Some remarks though:
- Not clear whether the NIC works out of the box. I've seen people say it works with the OEM edit, others say out of the box. Whatever it is, it works.
- No storage as I'm providing datastores from my home NAS over NFS.
- Only 16GB max on the H67 board.
- Only 1 NIC. If you want more you'll need to buy 'em.
- No ECC memory. This depends on what you want to do with the server.

The reason why I went with this config is because I wanted an ESX server for my home lab that wouldn't kill the power bill and my bank account (still live at home. God bless my parents). On the other hand, it's still powerful enough for home stuff.

The previous config I was considering was the following:
- Xeon E3-1220
- Supermicro X9SCM-F
- 16GB Unbuffered ECC DDR3

Downsides were the higher price, the higher power use and the config simply being overpowered for what I need. Geek factor was higher tho ... .
 
Doesn't appear to work on the Australian Dell store ... bugger! :(

Sorry.... i forget to add it's usally just the U.S.A. that gets certain coupon deals.

The deal ended yesterday. It also may have been sort of a price mistake
because I was able to stack promotions up to Thursday night, but on Friday
that was not possible and the price went up - though the 33% off still worked.

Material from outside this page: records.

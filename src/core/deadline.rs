use crate::domain::calendar::BusinessCalendar;
use crate::utils::error::{Result, SlaError};
use crate::utils::validation::validate_non_negative_hours;
use chrono::{DateTime, Duration, Utc};
use chrono_tz::Tz;

/// Hard cap on calendar-day advances per computation. A valid calendar has at
/// least one working day per week, so ten years of days is unreachable for
/// any realistic hour budget; hitting it means the calendar invariants were
/// bypassed and we fail instead of looping forever.
const MAX_DAY_ADVANCES: u32 = 3650;

const MS_PER_HOUR: f64 = 3_600_000.0;

/// Advances `start` across the calendar by `hours` working hours and returns
/// the instant by which the ticket must be resolved.
///
/// Time accrues only inside the half-open window `[open_hour, close_hour)` on
/// working days. A start outside that window is first normalized forward onto
/// it; `hours == 0` returns the normalized start unchanged. All arithmetic is
/// done in whole milliseconds so multi-day spillover never compounds
/// floating-point error.
pub fn compute_deadline(
    start: DateTime<Utc>,
    hours: f64,
    calendar: &BusinessCalendar,
) -> Result<DateTime<Utc>> {
    validate_non_negative_hours("hours", hours)?;

    let mut remaining_ms = (hours * MS_PER_HOUR).round() as i64;
    let mut advances = DayAdvances::default();
    let mut cursor = normalize(start.with_timezone(&calendar.timezone()), calendar, &mut advances)?;

    loop {
        let close = calendar.close_instant(cursor);
        let available_ms = (close - cursor).num_milliseconds();

        // Covers the exact-boundary case: a deadline equal to close stays on
        // this day rather than rolling over.
        if available_ms >= remaining_ms {
            let deadline = cursor + Duration::milliseconds(remaining_ms);
            return Ok(deadline.with_timezone(&Utc));
        }

        remaining_ms -= available_ms;
        cursor = next_working_open(cursor, calendar, &mut advances)?;
    }
}

/// Step 1: map an arbitrary start onto the nearest valid business instant.
///
/// Exactly at open counts as inside the window; exactly at close counts as
/// outside. A start on a non-working day ignores its clock time entirely.
fn normalize(
    start: DateTime<Tz>,
    calendar: &BusinessCalendar,
    advances: &mut DayAdvances,
) -> Result<DateTime<Tz>> {
    if !calendar.is_working_day(start) {
        return next_working_open(start, calendar, advances);
    }

    let open = calendar.open_instant(start);
    let close = calendar.close_instant(start);

    if start >= close {
        next_working_open(start, calendar, advances)
    } else if start < open {
        Ok(open)
    } else {
        Ok(start)
    }
}

/// Step 3: walk forward one calendar day at a time until a working day, then
/// snap to its open instant.
fn next_working_open(
    from: DateTime<Tz>,
    calendar: &BusinessCalendar,
    advances: &mut DayAdvances,
) -> Result<DateTime<Tz>> {
    let mut date = from.date_naive();
    loop {
        advances.bump()?;
        date = date.succ_opt().ok_or_else(|| SlaError::ProcessingError {
            message: "Calendar date overflow while advancing to the next working day".to_string(),
        })?;
        if calendar.is_working_date(date) {
            return Ok(calendar.open_on(date));
        }
    }
}

/// Bounded day-advance counter shared across normalization and the consume
/// loop, turning a broken calendar into a detectable failure.
#[derive(Debug, Default)]
struct DayAdvances {
    count: u32,
}

impl DayAdvances {
    fn bump(&mut self) -> Result<()> {
        self.count += 1;
        if self.count > MAX_DAY_ADVANCES {
            return Err(SlaError::ProcessingError {
                message: format!(
                    "Gave up after {} day advances; no reachable working window",
                    MAX_DAY_ADVANCES
                ),
            });
        }
        Ok(())
    }
}
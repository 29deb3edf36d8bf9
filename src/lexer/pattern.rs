use lazy_static::lazy_static;
use regex::Regex;
use tracing::debug;

use crate::errors::errors::{Error, ErrorImpl};
use crate::Position;

lazy_static! {
    static ref VALID_NAME: Regex = Regex::new("^[A-Za-z_][A-Za-z0-9_]*$").unwrap();
}

/// An ordered table of named token patterns compiled into a single
/// anchored alternation.
///
/// Declaration order is the disambiguation order: when several patterns
/// could match at the same position, the earliest declared one wins even
/// if a later one would match more text. This is the alternation
/// preference order of the regex engine, not longest-match, and grammars
/// may rely on it (keywords declared before a general identifier pattern).
#[derive(Debug, Clone)]
pub struct PatternSet {
    names: Vec<String>,
    regex: Regex,
}

impl PatternSet {
    /// Compiles an ordered `(name, pattern)` table.
    ///
    /// Names must be non-empty, unique, and of the form
    /// `[A-Za-z_][A-Za-z0-9_]*` so they can serve as capture group names.
    /// Patterns use the `regex` crate's syntax.
    pub fn compile(table: &[(&str, &str)]) -> Result<PatternSet, Error> {
        if table.is_empty() {
            return Err(invalid_pattern("", "pattern table is empty"));
        }

        let mut names: Vec<String> = Vec::with_capacity(table.len());
        let mut pieces: Vec<String> = Vec::with_capacity(table.len());

        for (name, pattern) in table {
            if !VALID_NAME.is_match(name) {
                return Err(invalid_pattern(
                    name,
                    "pattern names must be of the form [A-Za-z_][A-Za-z0-9_]*",
                ));
            }
            if names.iter().any(|seen| seen == name) {
                return Err(Error::new(
                    ErrorImpl::DuplicatePattern {
                        name: name.to_string(),
                    },
                    Position::Unknown,
                ));
            }
            names.push(name.to_string());
            pieces.push(format!("(?P<{}>{})", name, pattern));
        }

        let source = format!("^(?:{})", pieces.join("|"));
        let regex = match Regex::new(&source) {
            Ok(regex) => regex,
            Err(err) => return Err(compile_error(table, err)),
        };
        debug!(pattern = %source, "compiled pattern table");

        Ok(PatternSet { names, regex })
    }

    /// Attempts a match anchored at the start of `rest`.
    ///
    /// Returns the first declared name whose group captured non-empty text
    /// together with that text. An all-empty match cannot advance the scan
    /// and reports as no match.
    pub(crate) fn match_at<'t>(&self, rest: &'t str) -> Option<(&str, &'t str)> {
        let captures = self.regex.captures(rest)?;
        for name in &self.names {
            if let Some(group) = captures.name(name) {
                if !group.as_str().is_empty() {
                    return Some((name.as_str(), group.as_str()));
                }
            }
        }
        None
    }
}

fn invalid_pattern(name: &str, reason: &str) -> Error {
    Error::new(
        ErrorImpl::InvalidPattern {
            name: name.to_string(),
            reason: reason.to_string(),
        },
        Position::Unknown,
    )
}

// Pins a combined-alternation failure on a single table entry where
// possible. Every entry compiles on its own when the failure is a
// collision between entries, e.g. the same inner group name used twice.
fn compile_error(table: &[(&str, &str)], err: regex::Error) -> Error {
    for (name, pattern) in table {
        if let Err(single) = Regex::new(&format!("(?P<{}>{})", name, pattern)) {
            return invalid_pattern(name, &single.to_string());
        }
    }
    invalid_pattern("<pattern table>", &err.to_string())
}
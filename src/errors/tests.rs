//! Unit tests for error handling.
//!
//! This module contains tests for error types and error reporting.

use crate::errors::errors::{Error, ErrorImpl};
use crate::Position;

#[test]
fn test_error_creation() {
    let error = Error::new(
        ErrorImpl::Lexical {
            context: "@".to_string(),
        },
        Position::Line(10),
    );

    assert_eq!(error.get_error_name(), "Lexical");
}

#[test]
fn test_error_position() {
    let error = Error::new(
        ErrorImpl::Syntax {
            expected: "token kind word".to_string(),
            found: None,
        },
        Position::Line(42),
    );

    assert_eq!(error.get_position(), Position::Line(42));
}

#[test]
fn test_error_display_with_line() {
    let error = Error::new(
        ErrorImpl::TrailingInput {
            kind: "word".to_string(),
            value: "leftover".to_string(),
        },
        Position::Line(3),
    );

    assert_eq!(
        error.to_string(),
        "error on line 3: more tokens after parsing complete, next is word => <leftover>"
    );
}

#[test]
fn test_error_display_at_end_of_file() {
    let error = Error::new(
        ErrorImpl::Syntax {
            expected: "token kind word".to_string(),
            found: None,
        },
        Position::EndOfFile,
    );

    assert_eq!(
        error.to_string(),
        "error on end of file: expected token kind word"
    );
}

#[test]
fn test_error_display_without_position() {
    let error = Error::new(
        ErrorImpl::KindMismatch {
            expected: "list",
            actual: "scalar",
        },
        Position::Unknown,
    );

    assert_eq!(
        error.to_string(),
        "attempt to use scalar DynamicValue as list"
    );
}

#[test]
fn test_syntax_error_names_next_token() {
    let error = Error::new(
        ErrorImpl::Syntax {
            expected: "token kind number".to_string(),
            found: Some(("word".to_string(), "abc".to_string())),
        },
        Position::Line(1),
    );

    assert_eq!(
        error.to_string(),
        "error on line 1: expected token kind number (next token is word => <abc>)"
    );
}

#[test]
fn test_missing_key_error() {
    let error = Error::new(
        ErrorImpl::MissingKey {
            key: "name".to_string(),
        },
        Position::Unknown,
    );

    assert_eq!(error.get_error_name(), "MissingKey");
    assert_eq!(error.to_string(), "missing key in map value: \"name\"");
}

#[test]
fn test_out_of_range_error() {
    let error = Error::new(
        ErrorImpl::OutOfRange {
            requested: 5,
            available: 2,
        },
        Position::Line(7),
    );

    assert_eq!(error.get_error_name(), "OutOfRange");
    assert_eq!(
        error.to_string(),
        "error on line 7: out of range: requested 5, only 2 available"
    );
}

#[test]
fn test_position_display() {
    assert_eq!(Position::Line(12).to_string(), "line 12");
    assert_eq!(Position::EndOfFile.to_string(), "end of file");
    assert_eq!(Position::Unknown.to_string(), "unknown position");
}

Anyhow ... great deal... I am sure another will come as they pop up 2-3 times a year.
 
So ... If I'm more interested in setting up a lab for learning/studying, meaning that I want to support the more advanced features [like HA / DRS / FT] instead of just trying to build the cheapest box possible, does anybody have any suggestions/recommendations what I should be looking at? I'm having a bit of a hard time trying to decipher the VMWare HCL at the moment ...

Would a pair of machines based on a Supermicro X9SCM-F + Xeon E3-1230 actually support all those features?

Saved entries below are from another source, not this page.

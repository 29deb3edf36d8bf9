use std::fmt::Display;

/// A single token produced by scanning.
///
/// `kind` is always one of the pattern names declared in the owning
/// tokenizer's table. Tokens are immutable once emitted; the cursor hands
/// them out by reference.
#[derive(Debug, Clone, PartialEq, Eq)]
pub struct Token {
    pub kind: String,
    /// The exact matched substring.
    pub value: String,
    /// 1-based line the token starts on.
    pub line_number: usize,
    /// Bytes of source consumed before this token.
    pub offset: usize,
}

impl Display for Token {
    fn fmt(&self, f: &mut std::fmt::Formatter<'_>) -> std::fmt::Result {
        write!(
            f,
            "[{}:{}] {} => <{}>",
            self.line_number, self.offset, self.kind, self.value
        )
    }
}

[I've already got the storage side of things sorted out, so that's not an issue.]

FWIW ... I'm going with the Supermicro board, because it doesn't seem like anyone actually stocks Tyan boards here in Australia.

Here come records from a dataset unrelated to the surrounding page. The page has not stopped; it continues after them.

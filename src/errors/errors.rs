use std::fmt::Display;

use thiserror::Error;

use crate::Position;

/// An error raised while scanning, navigating the token stream, working
/// with dynamic values, or finishing a parse.
///
/// Wraps the failure itself ([`ErrorImpl`]) together with the [`Position`]
/// it was raised at. Value operations have no stream context and carry
/// [`Position::Unknown`].
#[derive(Debug, Clone)]
pub struct Error {
    internal_error: ErrorImpl,
    position: Position,
}

impl Error {
    pub fn new(error_impl: ErrorImpl, position: Position) -> Self {
        Error {
            internal_error: error_impl,
            position,
        }
    }

    pub fn get_position(&self) -> Position {
        self.position
    }

    pub fn get_error_name(&self) -> &str {
        match &self.internal_error {
            ErrorImpl::Lexical { .. } => "Lexical",
            ErrorImpl::Syntax { .. } => "Syntax",
            ErrorImpl::TrailingInput { .. } => "TrailingInput",
            ErrorImpl::KindMismatch { .. } => "KindMismatch",
            ErrorImpl::MissingKey { .. } => "MissingKey",
            ErrorImpl::Format { .. } => "Format",
            ErrorImpl::OutOfRange { .. } => "OutOfRange",
            ErrorImpl::InvalidPattern { .. } => "InvalidPattern",
            ErrorImpl::DuplicatePattern { .. } => "DuplicatePattern",
            ErrorImpl::Io { .. } => "Io",
        }
    }

    pub fn internal_error(&self) -> &ErrorImpl {
        &self.internal_error
    }
}

impl Display for Error {
    fn fmt(&self, f: &mut std::fmt::Formatter<'_>) -> std::fmt::Result {
        match self.position {
            Position::Unknown => write!(f, "{}", self.internal_error),
            position => write!(f, "error on {}: {}", position, self.internal_error),
        }
    }
}

impl std::error::Error for Error {}

fn fmt_found(found: &Option<(String, String)>) -> String {
    match found {
        Some((kind, value)) => format!(" (next token is {} => <{}>)", kind, value),
        None => String::new(),
    }
}

#[derive(Error, Debug, Clone)]
pub enum ErrorImpl {
    #[error("no pattern matches the remaining text:\nHERE ---->{context}")]
    Lexical { context: String },
    #[error("expected {expected}{}", fmt_found(.found))]
    Syntax {
        expected: String,
        found: Option<(String, String)>,
    },
    #[error("more tokens after parsing complete, next is {kind} => <{value}>")]
    TrailingInput { kind: String, value: String },
    #[error("attempt to use {actual} DynamicValue as {expected}")]
    KindMismatch {
        expected: &'static str,
        actual: &'static str,
    },
    #[error("missing key in map value: {key:?}")]
    MissingKey { key: String },
    #[error("scalar is not an integer: {value:?}")]
    Format { value: String },
    #[error("out of range: requested {requested}, only {available} available")]
    OutOfRange { requested: usize, available: usize },
    #[error("invalid pattern {name:?}: {reason}")]
    InvalidPattern { name: String, reason: String },
    #[error("duplicate pattern name {name:?}")]
    DuplicatePattern { name: String },
    #[error("failed to read {path:?}: {message}")]
    Io { path: String, message: String },
}
//! Lexical analysis module for the library.
//!
//! This module contains the tokenizer that converts source text into a
//! stream of tokens using a caller-declared pattern table. It handles:
//!
//! - Compilation of ordered (name, pattern) tables into one alternation
//! - Anchored scanning with token position tracking
//! - Ignored-kind filtering and an optional token post-filter
//! - Cursor navigation and assertions over the finished token stream

pub mod pattern;
pub mod tokenizer;
pub mod tokens;
use std::collections::HashSet;
use std::fs;
use std::path::Path;

use regex::Regex;
use tracing::trace;

use crate::errors::errors::{Error, ErrorImpl};
use crate::Position;

use super::pattern::PatternSet;
use super::tokens::Token;

/// Rewrites the token list after ignored kinds are dropped and before it
/// becomes the parse input. May merge, reclassify, or inject tokens; it
/// never re-scans text.
pub type TokenFilter = fn(Vec<Token>) -> Vec<Token>;

/// The tokenizer owns one source text and the token stream scanned from
/// it, and exposes the cursor/assertion methods grammars are written
/// against.
///
/// Instances are independent: each compiles its own pattern table and is
/// meant to be used from a single thread for a single parse.
pub struct Tokenizer {
    /// The complete source text.
    text: String,
    /// The compiled pattern table, immutable for this instance's lifetime.
    patterns: PatternSet,
    /// Token kinds dropped after scanning, typically whitespace/comments.
    ignored_kinds: HashSet<String>,
    /// Optional rewrite of the filtered token list.
    filter: Option<TokenFilter>,
    /// The finalized token sequence produced by `tokenize`.
    tokens: Vec<Token>,
    /// Read cursor into `tokens`.
    tokens_index: usize,
}

impl Tokenizer {
    /// Creates a tokenizer over a literal source text, compiling the
    /// pattern table.
    pub fn from_text(
        text: impl Into<String>,
        table: &[(&str, &str)],
        ignored_kinds: &[&str],
    ) -> Result<Tokenizer, Error> {
        Ok(Tokenizer {
            text: text.into(),
            patterns: PatternSet::compile(table)?,
            ignored_kinds: ignored_kinds.iter().map(|kind| kind.to_string()).collect(),
            filter: None,
            tokens: vec![],
            tokens_index: 0,
        })
    }

    /// Creates a tokenizer reading the source text from a file. The read
    /// happens here, in full; scanning never touches the filesystem.
    pub fn from_file(
        path: impl AsRef<Path>,
        table: &[(&str, &str)],
        ignored_kinds: &[&str],
    ) -> Result<Tokenizer, Error> {
        let path = path.as_ref();
        let text = fs::read_to_string(path).map_err(|err| {
            Error::new(
                ErrorImpl::Io {
                    path: path.display().to_string(),
                    message: err.to_string(),
                },
                Position::Unknown,
            )
        })?;
        Tokenizer::from_text(text, table, ignored_kinds)
    }

    /// Installs the token post-filter.
    pub fn with_filter(mut self, filter: TokenFilter) -> Tokenizer {
        self.filter = Some(filter);
        self
    }

    /// Scans the whole source into the token sequence and resets the
    /// cursor.
    ///
    /// Every match is anchored exactly at the scan position; the scan
    /// fails with a `Lexical` error if any text remains once no pattern
    /// matches. Ignored kinds are dropped afterwards, then the post-filter
    /// runs, and the result becomes the parse input.
    pub fn tokenize(&mut self) -> Result<&[Token], Error> {
        let mut line_number = 1;
        let mut offset = 0;

        let mut parsed_tokens: Vec<Token> = vec![];
        while offset < self.text.len() {
            let (kind, value) = match self.patterns.match_at(&self.text[offset..]) {
                Some(found) => found,
                None => break,
            };
            trace!(kind = %kind, line = line_number, offset = offset, "match");
            parsed_tokens.push(Token {
                kind: kind.to_string(),
                value: value.to_string(),
                line_number,
                offset,
            });
            line_number += value.matches('\n').count();
            offset += value.len();
        }

        if offset != self.text.len() {
            let context: String = self.text[offset..].chars().take(200).collect();
            return Err(Error::new(
                ErrorImpl::Lexical { context },
                Position::Line(line_number),
            ));
        }

        let filtered_tokens: Vec<Token> = parsed_tokens
            .into_iter()
            .filter(|token| !self.ignored_kinds.contains(&token.kind))
            .collect();

        self.tokens = match self.filter {
            Some(filter) => filter(filtered_tokens),
            None => filtered_tokens,
        };
        self.tokens_index = 0;

        Ok(&self.tokens)
    }

    /// The source text this tokenizer scans.
    pub fn text(&self) -> &str {
        &self.text
    }

    /// The finalized token sequence, empty before `tokenize` runs.
    pub fn tokens(&self) -> &[Token] {
        &self.tokens
    }

    /// Checks whether a token exists at the cursor.
    pub fn more_tokens(&self) -> bool {
        self.more_tokens_at(0)
    }

    /// Checks whether a token exists `offset` past the cursor.
    pub fn more_tokens_at(&self, offset: usize) -> bool {
        self.tokens_index + offset < self.tokens.len()
    }

    /// Returns the token at the cursor without consuming it.
    pub fn peek_token(&self) -> Option<&Token> {
        self.peek_token_at(0)
    }

    /// Returns the token `offset` past the cursor without consuming.
    pub fn peek_token_at(&self, offset: usize) -> Option<&Token> {
        self.tokens.get(self.tokens_index + offset)
    }

    /// Consumes and returns the token at the cursor, `None` at the end of
    /// the stream.
    pub fn next_token(&mut self) -> Option<&Token> {
        if !self.more_tokens() {
            return None;
        }
        self.tokens_index += 1;
        self.tokens.get(self.tokens_index - 1)
    }

    /// Consumes exactly `count` tokens and returns them.
    ///
    /// Unlike `next_token` this fails, with `OutOfRange`, when fewer than
    /// `count` tokens remain.
    pub fn step_tokens(&mut self, count: usize) -> Result<&[Token], Error> {
        let available = self.tokens.len() - self.tokens_index;
        if count > available {
            return Err(Error::new(
                ErrorImpl::OutOfRange {
                    requested: count,
                    available,
                },
                self.cursor_position(),
            ));
        }
        let start = self.tokens_index;
        self.tokens_index += count;
        Ok(&self.tokens[start..self.tokens_index])
    }

    /// Checks the kind of the token `offset` past the cursor.
    pub fn is_token_kind(&self, kind: &str, offset: usize) -> bool {
        match self.peek_token_at(offset) {
            Some(token) => token.kind == kind,
            None => false,
        }
    }

    /// Checks kind and literal value of the token `offset` past the
    /// cursor. `"*"` as `kind` matches any kind.
    pub fn is_token_value(&self, kind: &str, value: &str, offset: usize) -> bool {
        match self.peek_token_at(offset) {
            Some(token) => (kind == "*" || token.kind == kind) && token.value == value,
            None => false,
        }
    }

    /// Checks kind and value-against-pattern of the token `offset` past
    /// the cursor. `"*"` as `kind` matches any kind.
    pub fn is_token_value_match(&self, kind: &str, pattern: &Regex, offset: usize) -> bool {
        match self.peek_token_at(offset) {
            Some(token) => (kind == "*" || token.kind == kind) && pattern.is_match(&token.value),
            None => false,
        }
    }

    /// Fails with a `Syntax` error unless the token `offset` past the
    /// cursor has the given kind.
    pub fn assert_token_kind(&self, kind: &str, offset: usize) -> Result<(), Error> {
        if !self.is_token_kind(kind, offset) {
            return Err(self.confess_at_cursor(format!("token kind {}{}", kind, fmt_offset(offset))));
        }
        Ok(())
    }

    /// Fails with a `Syntax` error unless the token `offset` past the
    /// cursor has the given kind and literal value.
    pub fn assert_token_value(&self, kind: &str, value: &str, offset: usize) -> Result<(), Error> {
        if !self.is_token_value(kind, value, offset) {
            return Err(self.confess_at_cursor(format!(
                "token kind {} with value '{}'{}",
                kind,
                value,
                fmt_offset(offset)
            )));
        }
        Ok(())
    }

    /// Fails with a `Syntax` error unless the token `offset` past the
    /// cursor has the given kind and a value matching `pattern`.
    pub fn assert_token_value_match(
        &self,
        kind: &str,
        pattern: &Regex,
        offset: usize,
    ) -> Result<(), Error> {
        if !self.is_token_value_match(kind, pattern, offset) {
            return Err(self.confess_at_cursor(format!(
                "token kind {} with value matching '{}'{}",
                kind,
                pattern,
                fmt_offset(offset)
            )));
        }
        Ok(())
    }

    /// Asserts the kind of the token at the cursor, then consumes and
    /// returns it.
    pub fn expect_kind(&mut self, kind: &str) -> Result<Token, Error> {
        self.assert_token_kind(kind, 0)?;
        Ok(self.step_checked())
    }

    /// Asserts kind and literal value of the token at the cursor, then
    /// consumes and returns it.
    pub fn expect_value(&mut self, kind: &str, value: &str) -> Result<Token, Error> {
        self.assert_token_value(kind, value, 0)?;
        Ok(self.step_checked())
    }

    /// Asserts kind and value-against-pattern of the token at the cursor,
    /// then consumes and returns it.
    pub fn expect_value_match(&mut self, kind: &str, pattern: &Regex) -> Result<Token, Error> {
        self.assert_token_value_match(kind, pattern, 0)?;
        Ok(self.step_checked())
    }

    /// Line of the next token from the cursor onward whose kind is not
    /// `"whitespace"`.
    ///
    /// Only meaningful for grammars that deliberately keep whitespace
    /// tokens in the stream; `None` when no such token remains.
    pub fn current_line_number(&self) -> Option<usize> {
        let mut index = 0;
        while let Some(token) = self.peek_token_at(index) {
            if token.kind != "whitespace" {
                return Some(token.line_number);
            }
            index += 1;
        }
        None
    }

    /// Lists the whole token sequence, one `[line:offset] kind => <value>`
    /// line per token.
    pub fn dump(&self) -> String {
        let strings: Vec<String> = self.tokens.iter().map(|token| token.to_string()).collect();
        strings.join("\n")
    }

    /// Lists the tokens remaining at the cursor.
    pub fn dump_at_cursor(&self) -> String {
        let strings: Vec<String> = self.tokens[self.tokens_index..]
            .iter()
            .map(|token| token.to_string())
            .collect();
        strings.join("\n")
    }

    // Call only after a successful assertion at the cursor.
    fn step_checked(&mut self) -> Token {
        let token = self.tokens[self.tokens_index].clone();
        self.tokens_index += 1;
        token
    }

    fn cursor_position(&self) -> Position {
        match self.peek_token() {
            Some(token) => Position::Line(token.line_number),
            None => Position::EndOfFile,
        }
    }

    fn confess_at_cursor(&self, expected: String) -> Error {
        let (position, found) = match self.peek_token() {
            Some(token) => (
                Position::Line(token.line_number),
                Some((token.kind.clone(), token.value.clone())),
            ),
            None => (Position::EndOfFile, None),
        };
        Error::new(ErrorImpl::Syntax { expected, found }, position)
    }
}

fn fmt_offset(offset: usize) -> String {
    if offset > 0 {
        format!(" (at offset {})", offset)
    } else {
        String::new()
    }
}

In there anything else that you might recommend instead?
 
Does anyone have a source with dell or coupons for R210 II's with E1230+ processors? I am interested in swapping out some of my higher power home lab (2950's) with those if the price is right..
 
So ... If I'm more interested in setting up a lab for learning/studying, meaning that I want to support the more advanced features [like HA / DRS / FT] instead of just trying to build the cheapest box possible [...]

Would a pair of machines based on a Supermicro X9SCM-F + Xeon E3-1230 actually support all those features? [...]

In there anything else that you might recommend instead?
I'd be interested in hearing feedback too!

Similar goals, and that seems to be the nicest combination I've stumbled across in my price range. (Although I'll probably initially build the systems w/ i3-2100s, then upgrade to Xeon 1230s and use the i3s in other builds)

Also, is there any chance I can get your storage ideas? Either PM or here. I haven't dug into that yet, and it's be nice to get a thread to follow.
 
I am going to be picking up a Dell T310 for my virtualization lab, originally I was planning on sticking with VMware workstation and a seperate NAS for storage but decided that a dedicated host would be a much better solution.

I will be buying the server with the only factory installed upgrades being a PERC H200 RAID Controller, Hot Plug and LCD upgrade, and an X3430 @ 2.4 GHz.

I will grab 32 GB of DDR3 and 4 X 1TB 7.2k RPM drives off of Newegg. Total cost should be right around $1200-1400.

I plan to run ESXi 4.1 as the main hypervisor and a few nested vSphere 5 VM's
 
l plan to run ESXi 4.1 as the main hypervisor and a few nested vSphere 5 VM's

I don't think that's going to allow you to run nested 64bit VM's. You should run 5.0 as the main hypervisor and 5.0 ESXi VM's. 4.1 does not allow for 64bit nested VM's. Since your running a single host, which I do as well, you can run Free ESXi 5.0 and then run the 60day trials like I do for the ESXi hosts. This will allow you to run 64bit nested VM's with a simple change to vhv.allow = "TRUE" to /etc/vmware/config on the physical ESXi host.
 
Ugh, of course, what was I thinking!

I'll run the ESXi 5 Hypervisor on the box.